И Люс Адер, жена банкира, бросилась со всех ног к раковине, схватив ерш для мытья бутылок.
Немного позже, когда Лоик разливал по стаканам прохладное вино, Диана начала:
– Вы знаете, Арлет, это вино восхитительно! Оно прекрасно! Какая свежесть! А букет! Это вино услаждает нёбо, а не горло! Такое бывает нечасто…
– Неплохое вино, – согласилась Арлет, – тридцать девятый год вообще был неплохим…
– Особенно с этим сыром! Он придает вину непостижимый букет! Одно оттеняет другое!

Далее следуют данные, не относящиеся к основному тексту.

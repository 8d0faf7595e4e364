//! End-to-end wiring of a broker and ask-user service. Not a TUI: the "UI"
//! here is a single task that subscribes to announced requests and answers
//! the first option of every question, standing in for wherever a real
//! terminal frontend would render the question and collect a keypress.

use std::sync::Arc;
use std::time::Duration;

use messagebus::{
    Answer, BackpressurePolicy, BrokerConfig, CancellationSignal, Capacity, Question,
    QuestionOption, RequestService,
};

#[tokio::main]
async fn main() {
    tracing_subscriber::fmt::init();

    let service = RequestService::new(
        BrokerConfig::builder()
            .capacity(Capacity::Small)
            .policy(BackpressurePolicy::Drop)
            .build()
            .expect("hardcoded broker config is always valid"),
    );

    let ui_cancel = CancellationSignal::new_shared();
    let ui = {
        let service = service.clone();
        let ui_cancel = ui_cancel.clone();
        tokio::spawn(async move { run_auto_answering_ui(service, ui_cancel).await })
    };

    // `request` takes no deadline of its own per spec.md §5 — a caller that
    // wants timeout-like behavior arranges its own `cancel(id)` from another
    // task. Here that's `watch_for_timeout`, racing a 5s sleep against the
    // UI task above actually answering first.
    let watchdog_cancel = CancellationSignal::new_shared();
    let watchdog = {
        let service = service.clone();
        let watchdog_cancel = watchdog_cancel.clone();
        tokio::spawn(async move {
            watch_for_timeout(service, watchdog_cancel, Duration::from_secs(5)).await
        })
    };

    let response = service
        .request(
            "demo-session".to_string(),
            "demo-tool-call".to_string(),
            vec![Question {
                question: "Which package manager should the new service use?".to_string(),
                header: "Package manager".to_string(),
                options: vec![
                    QuestionOption {
                        label: "pnpm".to_string(),
                    },
                    QuestionOption {
                        label: "npm".to_string(),
                    },
                ],
                multi_select: false,
            }],
        )
        .await;

    // The answer arrived (from the UI or from the watchdog's timeout
    // cancellation); stand down the watchdog either way.
    watchdog_cancel.cancel();
    let _ = watchdog.await;

    tracing::info!(?response, "request resolved");
    if response.cancelled {
        println!("request cancelled (no answer within the deadline)");
    } else {
        println!("answered: {response:?}");
    }

    ui_cancel.cancel();
    let _ = ui.await;
}

/// Watches for the next `Created` event on `service` and, if nobody has
/// answered it within `deadline`, cancels it — standing in for the abort
/// path spec.md §5 describes: `request` has no built-in timeout, so this is
/// how a host imposes one. Exits early, without cancelling anything, if
/// `stand_down` fires first (the request already resolved some other way).
async fn watch_for_timeout(
    service: RequestService,
    stand_down: Arc<CancellationSignal>,
    deadline: Duration,
) {
    let (_id, mut created) = service.subscribe(Arc::clone(&stand_down));

    let Some(event) = created.recv().await else {
        return;
    };

    tokio::select! {
        _ = tokio::time::sleep(deadline) => {
            tracing::warn!(request_id = %event.payload.id, ?deadline, "request timed out, cancelling");
            service.cancel(&event.payload.id);
        }
        _ = stand_down.cancelled() => {}
    }
}

/// Stand-in UI: answers every announced request with its first option,
/// until the broker's subscription is cancelled.
async fn run_auto_answering_ui(service: RequestService, cancel: Arc<CancellationSignal>) {
    let (_id, mut requests) = service.subscribe(cancel);

    while let Some(event) = requests.recv().await {
        let record = event.payload;
        tracing::info!(request_id = %record.id, "auto-answering request");

        let answers = record
            .questions
            .iter()
            .enumerate()
            .map(|(index, _)| Answer {
                question_index: index,
                selected_indices: vec![0],
                selected_index: Some(0),
                other_text: None,
                is_other: false,
            })
            .collect();

        service.respond(&record.id, answers);
    }
}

Арлет одобрительно кивнула, не делая, однако, ни малейшего движения, чтобы проверить истинность суждений о сыре. Душу Дианы охватило отчаяние. Что же случилось с ней в этом доме? Она не только была постоянно голодна, и все, что она ела, казалось ей потрясающе вкусным, но она также чувствовала, что эта болезненная мания охватила и всех ее друзей. (Она понимала, что и Люс, и Лоик готовы вступить в бой с вилками наперевес за кусок сыра, если она предпримет хоть малейшее поползновение, чтобы овладеть им.) И все же она никогда не смирялась с обстоятельствами.